▶ _Try it_: Scan the records for "crate" and copy each line that contains it.

*** Begin section ***

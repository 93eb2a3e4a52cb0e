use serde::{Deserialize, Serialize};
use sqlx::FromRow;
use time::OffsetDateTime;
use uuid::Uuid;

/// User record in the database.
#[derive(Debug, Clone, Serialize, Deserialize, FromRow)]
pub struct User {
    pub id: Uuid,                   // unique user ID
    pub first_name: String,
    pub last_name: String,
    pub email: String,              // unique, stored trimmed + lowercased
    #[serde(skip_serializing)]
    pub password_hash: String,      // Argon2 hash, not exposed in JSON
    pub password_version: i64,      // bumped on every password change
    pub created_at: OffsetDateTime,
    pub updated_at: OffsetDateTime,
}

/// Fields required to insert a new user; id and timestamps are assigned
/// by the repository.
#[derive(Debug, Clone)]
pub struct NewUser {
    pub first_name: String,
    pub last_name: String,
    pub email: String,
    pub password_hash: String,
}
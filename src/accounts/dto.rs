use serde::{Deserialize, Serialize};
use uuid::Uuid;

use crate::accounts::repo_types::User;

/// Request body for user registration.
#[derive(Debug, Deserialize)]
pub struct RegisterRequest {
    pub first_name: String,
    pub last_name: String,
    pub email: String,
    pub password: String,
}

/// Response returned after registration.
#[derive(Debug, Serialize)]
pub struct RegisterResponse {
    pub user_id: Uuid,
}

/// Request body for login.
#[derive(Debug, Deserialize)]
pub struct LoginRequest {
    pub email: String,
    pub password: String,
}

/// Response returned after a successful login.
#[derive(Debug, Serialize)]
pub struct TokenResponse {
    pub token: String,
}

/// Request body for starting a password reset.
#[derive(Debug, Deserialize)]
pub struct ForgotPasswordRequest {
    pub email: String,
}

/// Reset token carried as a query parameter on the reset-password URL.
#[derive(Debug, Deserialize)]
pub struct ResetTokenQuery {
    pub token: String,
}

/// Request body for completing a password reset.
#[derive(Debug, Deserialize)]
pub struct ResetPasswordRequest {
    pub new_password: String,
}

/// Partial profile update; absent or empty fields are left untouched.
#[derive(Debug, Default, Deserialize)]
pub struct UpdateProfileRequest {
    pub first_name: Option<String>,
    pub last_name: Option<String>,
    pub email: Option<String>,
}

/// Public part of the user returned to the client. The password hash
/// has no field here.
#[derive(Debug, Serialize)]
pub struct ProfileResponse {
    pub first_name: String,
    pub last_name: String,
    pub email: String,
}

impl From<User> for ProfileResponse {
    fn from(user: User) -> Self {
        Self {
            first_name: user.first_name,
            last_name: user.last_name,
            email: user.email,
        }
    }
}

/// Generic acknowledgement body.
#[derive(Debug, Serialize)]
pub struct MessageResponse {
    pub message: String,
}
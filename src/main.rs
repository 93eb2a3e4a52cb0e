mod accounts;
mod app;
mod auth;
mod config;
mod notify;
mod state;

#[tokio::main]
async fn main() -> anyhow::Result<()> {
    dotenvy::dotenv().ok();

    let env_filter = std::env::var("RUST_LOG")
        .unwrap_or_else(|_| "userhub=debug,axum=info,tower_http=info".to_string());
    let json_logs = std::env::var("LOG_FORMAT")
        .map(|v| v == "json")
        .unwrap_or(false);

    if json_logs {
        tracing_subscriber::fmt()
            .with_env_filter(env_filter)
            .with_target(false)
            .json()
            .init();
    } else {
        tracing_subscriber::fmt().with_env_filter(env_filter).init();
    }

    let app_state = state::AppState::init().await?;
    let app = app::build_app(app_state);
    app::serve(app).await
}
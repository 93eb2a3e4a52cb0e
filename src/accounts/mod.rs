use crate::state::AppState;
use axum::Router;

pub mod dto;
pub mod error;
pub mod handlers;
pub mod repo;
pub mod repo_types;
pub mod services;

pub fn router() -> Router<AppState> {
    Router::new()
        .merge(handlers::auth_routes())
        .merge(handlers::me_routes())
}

*** End section ***
*** Begin section ***

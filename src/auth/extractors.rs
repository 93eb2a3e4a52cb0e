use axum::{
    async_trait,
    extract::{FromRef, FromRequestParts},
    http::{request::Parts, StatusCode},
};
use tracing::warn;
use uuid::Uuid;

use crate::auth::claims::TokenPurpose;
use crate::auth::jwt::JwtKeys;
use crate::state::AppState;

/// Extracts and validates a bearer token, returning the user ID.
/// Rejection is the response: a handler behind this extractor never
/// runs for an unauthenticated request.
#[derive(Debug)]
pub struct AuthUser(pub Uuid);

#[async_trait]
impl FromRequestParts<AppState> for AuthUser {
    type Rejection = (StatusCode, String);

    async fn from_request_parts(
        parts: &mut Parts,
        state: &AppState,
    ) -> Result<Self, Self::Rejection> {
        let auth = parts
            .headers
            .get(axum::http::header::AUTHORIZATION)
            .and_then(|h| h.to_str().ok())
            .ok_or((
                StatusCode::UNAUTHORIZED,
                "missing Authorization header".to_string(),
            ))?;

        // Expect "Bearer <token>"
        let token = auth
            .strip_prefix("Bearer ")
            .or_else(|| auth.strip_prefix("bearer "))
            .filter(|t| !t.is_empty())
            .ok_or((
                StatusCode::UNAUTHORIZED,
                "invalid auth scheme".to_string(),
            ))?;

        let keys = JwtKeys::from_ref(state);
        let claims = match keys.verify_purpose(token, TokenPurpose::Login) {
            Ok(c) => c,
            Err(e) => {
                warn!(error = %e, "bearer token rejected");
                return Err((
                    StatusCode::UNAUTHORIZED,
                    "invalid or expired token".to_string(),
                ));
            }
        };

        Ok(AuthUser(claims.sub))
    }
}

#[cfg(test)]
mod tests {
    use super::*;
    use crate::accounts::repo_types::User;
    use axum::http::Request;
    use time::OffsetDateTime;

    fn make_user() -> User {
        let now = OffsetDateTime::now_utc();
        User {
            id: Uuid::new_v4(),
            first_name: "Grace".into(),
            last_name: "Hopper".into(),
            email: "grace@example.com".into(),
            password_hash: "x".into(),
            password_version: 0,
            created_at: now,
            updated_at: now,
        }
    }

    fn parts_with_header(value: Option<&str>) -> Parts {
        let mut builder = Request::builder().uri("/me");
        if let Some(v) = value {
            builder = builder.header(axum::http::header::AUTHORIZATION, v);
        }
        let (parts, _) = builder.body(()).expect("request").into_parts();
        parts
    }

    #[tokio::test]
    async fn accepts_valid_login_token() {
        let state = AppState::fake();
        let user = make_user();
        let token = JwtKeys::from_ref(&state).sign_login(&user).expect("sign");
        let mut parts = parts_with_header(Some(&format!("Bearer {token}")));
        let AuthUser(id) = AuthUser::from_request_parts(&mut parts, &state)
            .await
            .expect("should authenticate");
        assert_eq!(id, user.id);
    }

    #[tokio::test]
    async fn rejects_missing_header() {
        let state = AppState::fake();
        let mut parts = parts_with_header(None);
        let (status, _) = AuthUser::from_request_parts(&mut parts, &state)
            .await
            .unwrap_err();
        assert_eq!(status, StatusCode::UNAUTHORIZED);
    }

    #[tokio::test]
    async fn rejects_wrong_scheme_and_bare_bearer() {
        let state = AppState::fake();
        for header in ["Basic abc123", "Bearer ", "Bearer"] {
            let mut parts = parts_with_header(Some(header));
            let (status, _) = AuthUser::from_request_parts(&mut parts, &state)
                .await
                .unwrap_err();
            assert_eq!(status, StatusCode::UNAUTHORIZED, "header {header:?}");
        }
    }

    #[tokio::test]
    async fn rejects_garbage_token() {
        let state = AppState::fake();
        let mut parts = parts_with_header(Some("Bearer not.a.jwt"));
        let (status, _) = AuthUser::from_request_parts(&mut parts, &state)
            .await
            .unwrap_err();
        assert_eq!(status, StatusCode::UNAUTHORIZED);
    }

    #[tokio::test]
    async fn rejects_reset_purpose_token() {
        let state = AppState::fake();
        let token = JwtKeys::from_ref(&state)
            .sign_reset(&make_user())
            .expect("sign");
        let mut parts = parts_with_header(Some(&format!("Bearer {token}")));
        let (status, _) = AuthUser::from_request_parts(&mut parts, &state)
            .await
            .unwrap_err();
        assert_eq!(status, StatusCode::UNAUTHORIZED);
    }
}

*** End section ***

▶ _Result below_:
use crate::accounts::repo_types::User;
use crate::state::AppState;
use crate::auth::claims::TokenPurpose;
use crate::auth::jwt::JwtKeys;
use crate::state::AppState;
    use crate::accounts::repo_types::User;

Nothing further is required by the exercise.